Riddler Chocolates

Oct 2, 2020


I've taken a short break from solving the Riddlers because I've recently become a father! Our daughter, Emerson, was born in September, and I've been working on a new set of puzzles related to parenthood. However, a classic probability question this week drew me back in with the prospect of writing a dynamic programming solution.

I have 10 chocolates in a bag: Two are milk chocolate, while the other eight are dark chocolate. One at a time, I randomly pull chocolates from the bag and eat them — that is, until I pick a chocolate of the other kind. When I get to the other type of chocolate, I put it back in the bag and start drawing again with the remaining chocolates. I keep going until I have eaten all 10 chocolates.

For example, if I first pull out a dark chocolate, I will eat it. (I’ll always eat the first chocolate I pull out.) If I pull out a second dark chocolate, I will eat that as well. If the third one is milk chocolate, I will not eat it (yet), and instead place it back in the bag. Then I will start again, eating the first chocolate I pull out.

What are the chances that the last chocolate I eat is milk chocolate?

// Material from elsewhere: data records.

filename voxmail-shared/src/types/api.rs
use serde::{Deserialize, Serialize};

#[derive(Debug, Serialize, Deserialize)]
pub struct ApiResponse<T: Serialize> {
    pub success: bool,
    pub data: T,
    #[serde(skip_serializing_if = "Option::is_none")]
    pub message: Option<String>,
}

impl<T: Serialize> ApiResponse<T> {
    pub fn ok(data: T) -> Self {
        Self {
            success: true,
            data,
            message: None,
        }
    }

    pub fn ok_with_message(data: T, message: impl Into<String>) -> Self {
        Self {
            success: true,
            data,
            message: Some(message.into()),
        }
    }
}

#[derive(Debug, Serialize, Deserialize)]
pub struct ApiErrorResponse {
    pub success: bool,
    pub error: ApiErrorDetail,
}

#[derive(Debug, Serialize, Deserialize)]
pub struct ApiErrorDetail {
    pub code: String,
    pub message: String,
}

impl ApiErrorResponse {
    pub fn new(code: impl Into<String>, message: impl Into<String>) -> Self {
        Self {
            success: false,
            error: ApiErrorDetail {
                code: code.into(),
                message: message.into(),
            },
        }
    }
}

#[derive(Debug, Serialize, Deserialize)]
pub struct HealthResponse {
    pub status: HealthStatus,
    pub service: String,
    pub version: String,
    #[serde(skip_serializing_if = "Option::is_none")]
    pub checks: Option<Vec<HealthCheck>>,
}

#[derive(Debug, Serialize, Deserialize, PartialEq)]
#[serde(rename_all = "lowercase")]
pub enum HealthStatus {
    Healthy,
    Unhealthy,
}

#[derive(Debug, Serialize, Deserialize)]
pub struct HealthCheck {
    pub name: String,
    pub status: HealthStatus,
    #[serde(skip_serializing_if = "Option::is_none")]
    pub message: Option<String>,
}

impl HealthResponse {
    pub fn healthy(service: impl Into<String>, version: impl Into<String>) -> Self {
        Self {
            status: HealthStatus::Healthy,
            service: service.into(),
            version: version.into(),
            checks: None,
        }
    }

    pub fn with_checks(mut self, checks: Vec<HealthCheck>) -> Self {
        if checks.iter().any(|c| c.status == HealthStatus::Unhealthy) {
            self.status = HealthStatus::Unhealthy;
        }
        self.checks = Some(checks);
        self
    }
}
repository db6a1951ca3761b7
pub mod client;
pub mod clock;
pub mod config;
pub mod engine;
pub mod models;
pub mod routes;
pub mod schema;
pub mod services;
pub mod store;
pub mod transport;

use axum::http::{header, HeaderValue, Method};
use axum::routing::{get, post};
use axum::Router;
use metrics_exporter_prometheus::PrometheusHandle;
use std::sync::Arc;
use tower_http::cors::{AllowHeaders, AllowMethods, CorsLayer};
use tower_http::trace::TraceLayer;

use voxmail_shared::middleware::metrics_middleware;

use engine::AccountEngine;

pub struct AppState {
    pub engine: AccountEngine,
    pub metrics_handle: Option<PrometheusHandle>,
}

pub fn cors_layer(origin: &str) -> anyhow::Result<CorsLayer> {
    let origin: HeaderValue = origin.parse()?;
    Ok(CorsLayer::new()
        .allow_origin(origin)
        .allow_methods(AllowMethods::list([
            Method::GET,
            Method::POST,
            Method::PUT,
            Method::OPTIONS,
        ]))
        .allow_headers(AllowHeaders::list([
            header::AUTHORIZATION,
            header::CONTENT_TYPE,
            header::ACCEPT,
        ]))
        .allow_credentials(true))
}

pub fn router(state: Arc<AppState>, cors: CorsLayer) -> Router {
    Router::new()
        .route("/health", get(routes::health::health_check))
        .route("/metrics", get(routes::health::metrics))
        .route("/otp", post(routes::otp::request_otp))
        .route("/otp/verify", post(routes::otp::verify_otp))
        .route("/login", post(routes::login::login))
        .route("/me", get(routes::me::me))
        .route(
            "/connection",
            get(routes::connection::connection_status).put(routes::connection::record_connection),
        )
        .route(
            "/emails",
            get(routes::emails::email_history).post(routes::emails::send_email),
        )
        .route(
            "/messages",
            get(routes::messages::list_messages).post(routes::messages::append_message),
        )
        .layer(axum::middleware::from_fn(metrics_middleware))
        .layer(cors)
        .layer(TraceLayer::new_for_http())
        .with_state(state)
}
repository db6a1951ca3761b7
use axum::extract::State;
use axum::Json;
use std::sync::Arc;

use voxmail_shared::errors::AppResult;
use voxmail_shared::middleware::BearerToken;
use voxmail_shared::types::ApiResponse;

use crate::engine::Profile;
use crate::AppState;

pub async fn me(
    BearerToken(token): BearerToken,
    State(state): State<Arc<AppState>>,
) -> AppResult<Json<ApiResponse<Profile>>> {
    Ok(Json(ApiResponse::ok(state.engine.profile(&token)?)))
}
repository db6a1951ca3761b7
pub mod types;
pub mod errors;
pub mod middleware;
pub mod clients;

pub use types::*;
pub use errors::{AppError, ErrorCode, AppResult};
//! Time source abstraction.
//!
//! Expiry checks (OTP challenges, session tokens, connection grants) read the
//! current instant through [`Clock`] so tests can step time explicitly.

use chrono::{DateTime, Utc};
use std::fmt::Debug;

#[cfg(any(test, feature = "testing"))]
use std::sync::Mutex;

pub trait Clock: Send + Sync + Debug {
    fn now(&self) -> DateTime<Utc>;
}

/// Wall-clock time.
#[derive(Debug, Clone, Copy, Default)]
pub struct SystemClock;

impl Clock for SystemClock {
    fn now(&self) -> DateTime<Utc> {
        Utc::now()
    }
}

/// Clock that only moves when told to.
#[cfg(any(test, feature = "testing"))]
#[derive(Debug)]
pub struct ManualClock {
    now: Mutex<DateTime<Utc>>,
}

#[cfg(any(test, feature = "testing"))]
impl ManualClock {
    pub fn new(start: DateTime<Utc>) -> Self {
        Self { now: Mutex::new(start) }
    }

    /// Starts at 2026-01-01T00:00:00Z.
    pub fn at_epoch() -> Self {
        Self::new(DateTime::from_timestamp(1_767_225_600, 0).unwrap())
    }

    pub fn advance(&self, by: chrono::Duration) {
        let mut now = self.now.lock().unwrap();
        *now += by;
    }

    pub fn set(&self, to: DateTime<Utc>) {
        *self.now.lock().unwrap() = to;
    }
}

#[cfg(any(test, feature = "testing"))]
impl Clock for ManualClock {
    fn now(&self) -> DateTime<Utc> {
        *self.now.lock().unwrap()
    }
}
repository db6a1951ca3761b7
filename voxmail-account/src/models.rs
use chrono::{DateTime, Utc};
use diesel::prelude::*;
use serde::{Deserialize, Serialize};
use uuid::Uuid;

use voxmail_shared::errors::AppError;

use crate::schema::{email_history, messages, oauth_connections, users};

/// Upper bound of a credit balance and the grant given to every new user.
pub const MAX_CREDITS: i32 = 10;

// --- Users ---

#[derive(Debug, Clone, Queryable, Identifiable, Serialize)]
#[diesel(table_name = users)]
pub struct User {
    pub id: Uuid,
    pub email: String,
    pub name: Option<String>,
    #[serde(skip_serializing)]
    pub password_hash: Option<String>,
    pub credits: i32,
    #[serde(skip_serializing)]
    pub otp_code: Option<String>,
    #[serde(skip_serializing)]
    pub otp_expires_at: Option<DateTime<Utc>>,
    pub created_at: DateTime<Utc>,
    pub updated_at: DateTime<Utc>,
}

impl User {
    /// Fully provisioned accounts carry a password; OTP-only ones do not.
    pub fn has_credential(&self) -> bool {
        self.password_hash.is_some()
    }
}

#[derive(Debug, Insertable)]
#[diesel(table_name = users)]
pub struct NewUser {
    pub id: Uuid,
    pub email: String,
    pub name: Option<String>,
    pub password_hash: Option<String>,
    pub credits: i32,
    pub otp_code: Option<String>,
    pub otp_expires_at: Option<DateTime<Utc>>,
    pub created_at: DateTime<Utc>,
    pub updated_at: DateTime<Utc>,
}

impl NewUser {
    pub fn bare(email: &str, now: DateTime<Utc>) -> Self {
        Self {
            id: Uuid::now_v7(),
            email: email.to_string(),
            name: None,
            password_hash: None,
            credits: MAX_CREDITS,
            otp_code: None,
            otp_expires_at: None,
            created_at: now,
            updated_at: now,
        }
    }
}

/// Fields a provisioning upsert may overwrite. `None` leaves the column as is.
#[derive(Debug, Clone, AsChangeset)]
#[diesel(table_name = users)]
pub struct UserChanges {
    pub name: Option<String>,
    pub password_hash: Option<String>,
    pub updated_at: DateTime<Utc>,
}

// --- OAuth connections ---

#[derive(Debug, Clone, Queryable, Identifiable, Serialize)]
#[diesel(table_name = oauth_connections)]
pub struct OAuthConnection {
    pub id: Uuid,
    pub user_id: Uuid,
    #[serde(skip_serializing)]
    pub access_token: String,
    #[serde(skip_serializing)]
    pub refresh_token: String,
    pub expires_at: DateTime<Utc>,
    pub scopes: Vec<String>,
    pub updated_at: DateTime<Utc>,
}

/// Grant handed over by the consent broker after the provider redirect.
#[derive(Debug, Clone, Deserialize, AsChangeset)]
#[diesel(table_name = oauth_connections)]
pub struct ConnectionGrant {
    pub access_token: String,
    pub refresh_token: String,
    pub expires_at: DateTime<Utc>,
    #[serde(default)]
    pub scopes: Vec<String>,
}

#[derive(Debug, Insertable)]
#[diesel(table_name = oauth_connections)]
pub struct NewOAuthConnection {
    pub id: Uuid,
    pub user_id: Uuid,
    pub access_token: String,
    pub refresh_token: String,
    pub expires_at: DateTime<Utc>,
    pub scopes: Vec<String>,
    pub updated_at: DateTime<Utc>,
}

// --- Messages ---

#[derive(Debug, Clone, Copy, PartialEq, Eq, Serialize, Deserialize)]
#[serde(rename_all = "lowercase")]
pub enum MessageRole {
    User,
    #[serde(alias = "bot")]
    Assistant,
}

impl MessageRole {
    pub fn as_str(&self) -> &'static str {
        match self {
            MessageRole::User => "user",
            MessageRole::Assistant => "assistant",
        }
    }
}

impl std::fmt::Display for MessageRole {
    fn fmt(&self, f: &mut std::fmt::Formatter<'_>) -> std::fmt::Result {
        f.write_str(self.as_str())
    }
}

impl std::str::FromStr for MessageRole {
    type Err = String;

    fn from_str(s: &str) -> Result<Self, Self::Err> {
        match s {
            "user" => Ok(MessageRole::User),
            "assistant" | "bot" => Ok(MessageRole::Assistant),
            _ => Err(format!("unknown message role: {s}")),
        }
    }
}

#[derive(Debug, Clone, PartialEq, Serialize)]
pub struct Message {
    pub id: Uuid,
    #[serde(skip_serializing)]
    pub seq: i64,
    pub user_id: Uuid,
    pub role: MessageRole,
    pub content: String,
    pub analysis: Option<serde_json::Value>,
    pub created_at: DateTime<Utc>,
}

#[derive(Debug, Queryable)]
pub struct MessageRow {
    pub id: Uuid,
    pub seq: i64,
    pub user_id: Uuid,
    pub role: String,
    pub content: String,
    pub analysis: Option<serde_json::Value>,
    pub created_at: DateTime<Utc>,
}

impl TryFrom<MessageRow> for Message {
    type Error = AppError;

    fn try_from(row: MessageRow) -> Result<Self, Self::Error> {
        let role = row.role.parse::<MessageRole>().map_err(AppError::internal)?;
        Ok(Self {
            id: row.id,
            seq: row.seq,
            user_id: row.user_id,
            role,
            content: row.content,
            analysis: row.analysis,
            created_at: row.created_at,
        })
    }
}

#[derive(Debug, Clone, Insertable)]
#[diesel(table_name = messages)]
pub struct NewMessage {
    pub id: Uuid,
    pub user_id: Uuid,
    pub role: String,
    pub content: String,
    pub analysis: Option<serde_json::Value>,
    pub created_at: DateTime<Utc>,
}

// --- Email history ---

#[derive(Debug, Clone, PartialEq, Queryable, Identifiable, Serialize)]
#[diesel(table_name = email_history)]
pub struct EmailHistoryRecord {
    pub id: Uuid,
    pub user_id: Uuid,
    pub receiver_email: String,
    pub receiver_name: String,
    pub email_type: String,
    pub status: String,
    pub sent_at: DateTime<Utc>,
}

#[derive(Debug, Clone, Insertable)]
#[diesel(table_name = email_history)]
pub struct NewEmailHistory {
    pub id: Uuid,
    pub user_id: Uuid,
    pub receiver_email: String,
    pub receiver_name: String,
    pub email_type: String,
    pub status: String,
    pub sent_at: DateTime<Utc>,
}
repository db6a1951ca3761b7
use diesel::pg::PgConnection;
use diesel::r2d2::{ConnectionManager, Pool, PoolError};

pub type DbPool = Pool<ConnectionManager<PgConnection>>;

pub fn create_pool(database_url: &str, max_size: u32) -> Result<DbPool, PoolError> {
    let manager = ConnectionManager::<PgConnection>::new(database_url);
    let pool = Pool::builder()
        .max_size(max_size)
        .min_idle(Some(2))
        .test_on_check_out(true)
        .build(manager)?;

    tracing::info!(max_size, "database connection pool created");
    Ok(pool)
}
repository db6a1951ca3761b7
use serde::Deserialize;

pub const DEFAULT_PER_PAGE: u64 = 20;
pub const MAX_PER_PAGE: u64 = 100;

/// Page request; page numbers start at 1.
#[derive(Debug, Clone, Copy, Deserialize)]
pub struct PaginationParams {
    #[serde(default = "default_page")]
    pub page: u64,
    #[serde(default = "default_per_page")]
    pub per_page: u64,
}

fn default_page() -> u64 { 1 }
fn default_per_page() -> u64 { DEFAULT_PER_PAGE }

impl PaginationParams {
    pub fn new(page: u64, per_page: u64) -> Self {
        Self { page, per_page }
    }

    /// Rows to skip, or `None` when the page lies past any offset a store can
    /// address.
    pub fn offset(&self) -> Option<u64> {
        self.page
            .saturating_sub(1)
            .checked_mul(self.limit())
            .filter(|offset| *offset <= i64::MAX as u64)
    }

    pub fn limit(&self) -> u64 {
        self.per_page.clamp(1, MAX_PER_PAGE)
    }
}

impl Default for PaginationParams {
    fn default() -> Self {
        Self { page: 1, per_page: DEFAULT_PER_PAGE }
    }
}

The result this week certainly surprised me (assuming I answered correctly...) The probability of drawing a milk chocolate last from the bag is 50%! That's higher than I thought it would be. What's even more interesting is that once we have more than a few chocolates of each kind in the bag, the results are almost always the same. A bag of 4 chocolates each? 50%! 10 chocolates each? 50%! 20 dark chocolates and 5 milk chocolates? 50%! Unless I'm missing something, the dynamics of this puzzle seem to be remarkably insensitive to starting conditions.

As with many other prior puzzles, I approached this with possibly my favorite solving technique: dynamic programming. Rather than solving for a bag of 10 chocolates right away, we can solve the problem for a bag of 1 chocolate, 2 chocolates, and other small numbers first. Then, once we have those building blocks in place, we can start to tackle larger and more complicated situations.

For example, a bag of 4 dark chocolates and 4 milk chocolates with the last chocolate being "dark" could become a bag of 3 dark chocolates and 4 milk chocolates if we drew a dark chocolate, or could stay as a bag of 4 each if we draw a milk chocolate. Each of those two outcomes leads to two more outcomes each, on and on, until we eventually reach the terminating states in those chains where only one kind of chocolate remains.

This is a problem that didn't take a lot of time to code, but will certainly occupy a lot of my time trying to understand. Well done to the puzzle's creator, Henk Tijms!


This is a classic example of dynamic programming. We create a function that calls itself recursively until it reaches a state where the outcome is known. Once that happens, we can calculate the expected value of the chain of events that led to that outcome, which is our answer. A problem like this often benefits from memoization, where the results from sub-problems are saved and looked up rather than recalculated, but wasn't necessary for this problem because of the low number of calculations.

from typing import Optional

def model(dark: int, milk: int, last: Optional[str] = None) -> float:
    Solves the Riddler Classic using dynamic programming. We start with a given number
    of chocolates in the bag, and we draw one at a time. We track the last chocolate we
    drew, and if we draw the same one, we eat it. Otherwise, we put it back in the bag
    and reset the "last" value to None.

    For example, `model(8, 2, None)` will return the probability of drawing a milk
    chocolate last if we start with a bag of 8 dark and 2 milk chocolates.

    dark : int, the number of dark chocolates
    milk : int, the number of milk chocolates
    last : Optional[str], the type of chocolate we drew last, either "dark", "milk", or
        None (for example, if we're starting fresh)

    expected_value : float, the probability of drawing a milk chocolate last, given our
        strategy of choosing chocolates.
    if dark == 0:
        return 1.0
    if milk == 0:
        return 0.0
    p = dark / (dark + milk)
    if last == "dark":
        return p * model(dark - 1, milk, "dark") + (1 - p) * model(dark, milk, None)
    if last == "milk":
        return p * model(dark, milk, None) + (1 - p) * model(dark, milk - 1, "milk")
    return p * model(dark - 1, milk, "dark") + (1 - p) * model(dark, milk - 1, "milk")